In a bid to expand its market in sub-Saharan Africa, German automaker, Volkswagen has signed a memorandum of understanding (MoU) with the government of Ethiopia. The agreement will lead to the establishment of a car assembly plant using locally manufactured components for the development of an automotive industry in the East African country.
In the presence of the German president, Frank-Walter Steinmeier, the agreement was signed by Abebe Abebayehu, Commissioner of Ethiopia’s Investment Commission (EIC) and Thomas Schaefer, Head of Volkswagen in the Sub-Saharan region.
Volkswagen is definitely keying into Ethiopia’s economic progress which is fast-paced. In the last decade, the country’s GDP has been above 8 percent, which is one of the highest globally. Under the G20 compact, Ethiopia remains a primacy and target nation for Germany, the company said in a statement.
Speaking on the agreement, Schaefer stated that Ethiopia being “one of the fastest growing economies, and with the second highest population on the continent, is an ideal country to advance our sub-Saharan Africa development strategy. Additionally, Volkswagen intends on tapping into existing expertise and strategic resources in Ethiopia to establish a thriving automotive components industry.”
The planned expansion identifies four key areas to enable the development of the Ethiopian automotive industry – the establishment of a vehicle assembly facility; localization of automotive components; introduction of mobility concepts, such as app-based car sharing and ride hailing, as well as the opening of a local skills development training centre. Thus, Volkswagen will work closely with Ethiopian higher education and training institutions for skills development and capacity building of local talent.
Following Ghana and Nigeria, who both signed MoUs with Volkswagen in August 2018, Ethiopia becomes the third sub-Saharan African nation to sign an agreement with the auto giant.
In Nigeria, Volkswagen implemented a phased approach of vehicle assembly with long term view of establishing Nigeria as an automotive hub in West Africa. In the meantime, the carmaker plans to establish a vehicle assembly facility and conduct a feasibility study for an integrated mobility solutions concept in Ghana.

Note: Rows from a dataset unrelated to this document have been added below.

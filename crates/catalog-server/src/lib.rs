//!
//! Catalog Server - REST API server for the Catalog service
//!
//! This module exports all the components of the Catalog Server.

use std::sync::Arc;

/// API module
pub mod api;

/// Server module
pub mod server;

/// Configuration module
pub mod config;

/// Error module
pub mod error;

// Re-export key types
pub use config::ServerConfig;
pub use error::{ServerError, ServerResult};
pub use server::CatalogServer;

use catalog_core::ProductRepository;
use catalog_state_postgres::{PostgresConfig, PostgresProductStoreProvider};

/// Run function
pub async fn run(config: ServerConfig) -> ServerResult<()> {
    // Initialize logging
    init_logging(&config);

    // Create dependencies
    let store = create_product_store(&config).await?;

    // Create and run the server
    let server = CatalogServer::new(config, store);
    server.run().await
}

/// Initialize logging
fn init_logging(config: &ServerConfig) {
    use tracing_subscriber::{fmt, EnvFilter};

    // Create filter based on config
    let filter = EnvFilter::try_from_default_env()
        .unwrap_or_else(|_| EnvFilter::new(&config.log_level));

    // Initialize subscriber
    fmt().with_env_filter(filter).with_target(true).init();
}

/// Create the product store selected by the database URL scheme
async fn create_product_store(config: &ServerConfig) -> ServerResult<Arc<dyn ProductRepository>> {
    if config.database_url.starts_with("memory://") {
        // Use in-memory product store for development and testing
        tracing::info!("Using in-memory product store");
        Ok(Arc::new(
            catalog_state_inmemory::InMemoryProductRepository::new(),
        ))
    } else if config.database_url.starts_with("postgres://")
        || config.database_url.starts_with("postgresql://")
    {
        tracing::info!("Using PostgreSQL product store");
        let pg_config = PostgresConfig {
            connection_string: config.database_url.clone(),
            ..PostgresConfig::default()
        };
        let provider = PostgresProductStoreProvider::connect(&pg_config)
            .await
            .map_err(ServerError::from)?;
        Ok(provider.product_repository())
    } else {
        Err(ServerError::ConfigurationError(format!(
            "Unsupported database URL: {}",
            config.database_url
        )))
    }
}
//! API module for the Catalog Server
//!
//! This module contains the API routes and handlers for the Catalog Server.

use axum::{
    routing::{get, put},
    Router,
};
use std::sync::Arc;
use tower_http::cors::CorsLayer;
use tower_http::trace::TraceLayer;

pub mod errors;
pub mod health;
pub mod products;

use crate::server::CatalogServer;

/// Build the router for API endpoints
pub fn build_router(server: Arc<CatalogServer>) -> Router {
    Router::new()
        // Product resource
        .route(
            "/products",
            get(products::list_products_handler).post(products::create_product_handler),
        )
        .route(
            "/products/:id",
            put(products::update_product_handler).delete(products::delete_product_handler),
        )
        // Health check
        .route("/health", get(health::health_check))
        // The form/list client is served from another origin
        .layer(CorsLayer::permissive())
        .layer(TraceLayer::new_for_http())
        // Shared state
        .with_state(server)
}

“Our sub-Sahara Africa strategy is gaining momentum with the signing of the third MoU in the last six months,” noted Schaefer.
Volkswagen is a German automaker founded in 1937 and is headquartered in Wolfsburg. It is the flagship marquee of the Volkswagen Group, one of the largest automakers by worldwide sales. The company has been manufacturing vehicles in South Africa since 1951 and also has vehicle assembly operations in Algeria, Kenya and Rwanda Under its Transform 2025+ brand strategy, Volkswagen is strengthening its regional operations and focusing on new up-and-coming markets such as Africa, where the sub-Saharan region plays an increasingly important role. Although the continent’s automotive market is comparatively small today, the region has a bright look-out to develop into an automotive growth market of the future.